The Legend of Holyrood

Edwardian Valentine's postcard of Holyrood Palace, Edinburgh.

Valentine’s Series postcard printed after 1903 from a photograph believed to be c. 1878.
Caption: The Abbey and Palace of Holyrood
Was founded by David I, in the 12th Century. It has seen many changes, having been partly destroyed by Edward II, in 1321; burnt by Richard II, in 1385; restored by Abbot Crawford at [the] end of [the] 15th Century; demolished by the English in 1547; and sacked by a mob in 1688. What little remains of the original structure was put into order in 1816. Suggestions have been recently made for the restoration of the Chapel Royal, but it is feared that this is now unpracticable.

From ‘The History of the Abbey, Palace, and Chapel-Royal of Holyrood House’, Mrs John Petrie, Second Edition, 1821.

This monastery of Sanctae Crucis, or Holyrood, was founded by David I of Scotland, A. D. 1128, and, like most other religious establishments of the dark ages, originated in superstition. The account generally given is, that it was established by that Monarch, to perpetuate the memory of a miraculous interposition of heaven, said to have been manifested in his favour. This event is narrated by the historians of those times, with all their usual enthusiasm when treating of such subjects.

“The King,” say they, “while hunting in the forest of Drumselch, one of the royal forests, which surrounded the rocks and hills to the east of the city of Edinburgh, on Rood-day, or exaltation of the cross, was attacked by a stag, and would in all probability have fallen a sacrifice to the enraged animal, which overbore both him and his horse, (as his attendants were left at a considerable distance behind,) when lo! an arm, wreathed in a dark cloud, and displaying a cross of the most dazzling brilliancy, was interposed between them, and the affrighted animal fled to the recesses of the forest in the greatest confusion. This having put an end to the chase, the Monarch repaired to the Castle of Edinburgh; where, during the night, in a dream, he was advised, as an act of gratitude for his deliverance, to erect an Abbey, or house for Canons regular, upon the spot where this miraculous interposition had taken place.”

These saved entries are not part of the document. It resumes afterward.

//! FastEmbed-backed cross-encoder reranker.

use std::path::Path;

use fastembed::{RerankInitOptions, RerankerModel, TextRerank};
use parking_lot::Mutex;
use tracing::info;

use super::reranker::{Reranker, RerankerError, RerankerResult};

const RERANK_BATCH_SIZE: usize = 32;

pub struct FastEmbedReranker {
    model: Mutex<TextRerank>,
    id: String,
}

impl FastEmbedReranker {
    /// Load a cross-encoder, downloading it into `cache_dir` on first use.
    pub fn load(model: RerankerModel, id: &str, cache_dir: &Path) -> RerankerResult<Self> {
        info!(reranker = id, cache_dir = %cache_dir.display(), "reranker_load");
        let options = RerankInitOptions::new(model)
            .with_cache_dir(cache_dir.to_path_buf())
            .with_show_download_progress(false);
        let model = TextRerank::try_new(options).map_err(|e| {
            RerankerError::Unavailable(format!("failed to load reranker '{id}': {e}"))
        })?;
        Ok(Self {
            model: Mutex::new(model),
            id: id.to_string(),
        })
    }
}

impl Reranker for FastEmbedReranker {
    fn score_pairs(&self, query: &str, documents: &[&str]) -> RerankerResult<Vec<f32>> {
        if documents.is_empty() {
            return Ok(Vec::new());
        }
        if query.trim().is_empty() {
            return Err(RerankerError::InvalidInput("empty query".to_string()));
        }

        let mut model = self.model.lock();
        let results = model
            .rerank(query, documents.to_vec(), false, Some(RERANK_BATCH_SIZE))
            .map_err(|e| RerankerError::Failed(e.to_string()))?;
        drop(model);

        // fastembed returns results sorted by score; put them back in input order.
        let mut scores = vec![f32::NEG_INFINITY; documents.len()];
        for result in results {
            let slot = scores.get_mut(result.index).ok_or_else(|| {
                RerankerError::Failed(format!("reranker returned index {}", result.index))
            })?;
            *slot = result.score;
        }
        Ok(scores)
    }

    fn id(&self) -> &str {
        &self.id
    }
}
pub mod case;
pub mod cli;
pub mod config;
pub mod error;

pub use case::formatter::CaseStyle;
pub use case::tokenizer::{tokenize, Token, Tokens};
pub use case::validator::{validate, CaseInput};
pub use case::{convert, convert_all, dot_case, to_camel_case, to_kebab_case};
pub use config::Config;
pub use error::{CaseError, ErrorKind};

/// Outcome of converting a batch of inputs, in input order.
#[derive(Debug, Clone, Default)]
pub struct ConversionReport {
    pub converted: usize,
    pub failed: usize,
    pub entries: Vec<Conversion>,
}

#[derive(Debug, Clone)]
pub struct Conversion {
    pub input: String,
    pub output: Result<String, CaseError>,
}

impl ConversionReport {
    /// Convert `inputs` in `style` and tally the outcome.
    pub fn build(inputs: Vec<String>, style: CaseStyle) -> Self {
        let outputs = convert_all(&inputs, style);

        let entries: Vec<Conversion> = inputs
            .into_iter()
            .zip(outputs)
            .map(|(input, output)| Conversion { input, output })
            .collect();

        let failed = entries.iter().filter(|e| e.output.is_err()).count();

        Self {
            converted: entries.len() - failed,
            failed,
            entries,
        }
    }

    pub fn has_failures(&self) -> bool {
        self.failed > 0
    }
}
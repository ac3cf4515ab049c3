pub mod formatter;
pub mod tokenizer;
pub mod validator;

use crate::error::CaseError;
use formatter::CaseStyle;
use rayon::prelude::*;
use tracing::debug;
use validator::CaseInput;

/// Validate, tokenize and render `input` in `style`.
pub fn convert<I: CaseInput + ?Sized>(input: &I, style: CaseStyle) -> Result<String, CaseError> {
    let text = validator::validate(input)?;
    let tokens = tokenizer::tokenize(text);
    Ok(formatter::format(&tokens, style))
}

/// Convert to lower camelCase.
///
/// ```
/// assert_eq!(recase::to_camel_case("first name").unwrap(), "firstName");
/// assert_eq!(recase::to_camel_case("SCREEN_NAME").unwrap(), "screenName");
/// ```
pub fn to_camel_case<I: CaseInput + ?Sized>(input: &I) -> Result<String, CaseError> {
    convert(input, CaseStyle::Camel)
}

/// Convert to kebab-case.
///
/// ```
/// assert_eq!(recase::to_kebab_case("mobileNumber").unwrap(), "mobile-number");
/// ```
pub fn to_kebab_case<I: CaseInput + ?Sized>(input: &I) -> Result<String, CaseError> {
    convert(input, CaseStyle::Kebab)
}

/// Convert to dot.case.
///
/// ```
/// assert_eq!(recase::dot_case("Field 123 Value").unwrap(), "field.123.value");
/// ```
pub fn dot_case<I: CaseInput + ?Sized>(input: &I) -> Result<String, CaseError> {
    convert(input, CaseStyle::Dot)
}

/// Convert every input in parallel. Results line up with `inputs`.
pub fn convert_all<I>(inputs: &[I], style: CaseStyle) -> Vec<Result<String, CaseError>>
where
    I: CaseInput + Sync,
{
    debug!(count = inputs.len(), %style, "converting batch");
    inputs.par_iter().map(|input| convert(input, style)).collect()
}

In obedience to this visionary command, the King endowed this monastery for Canons regular of the Augustine order, a colony of whom he brought from an abbey of the same kind at St. Andrews, and dedicated his new establishment to the honour of the said Cross.

It’s worth mentioning again, in case you missed it, that this book was published in Edinburgh by Hay, Gall and Co., forMrs John Petrie, No. 1 Abbey, and sold by her at the Chapel Royal, for behoof of herself and family.” An early 19th century example of self-publishing and business enterprise by a woman.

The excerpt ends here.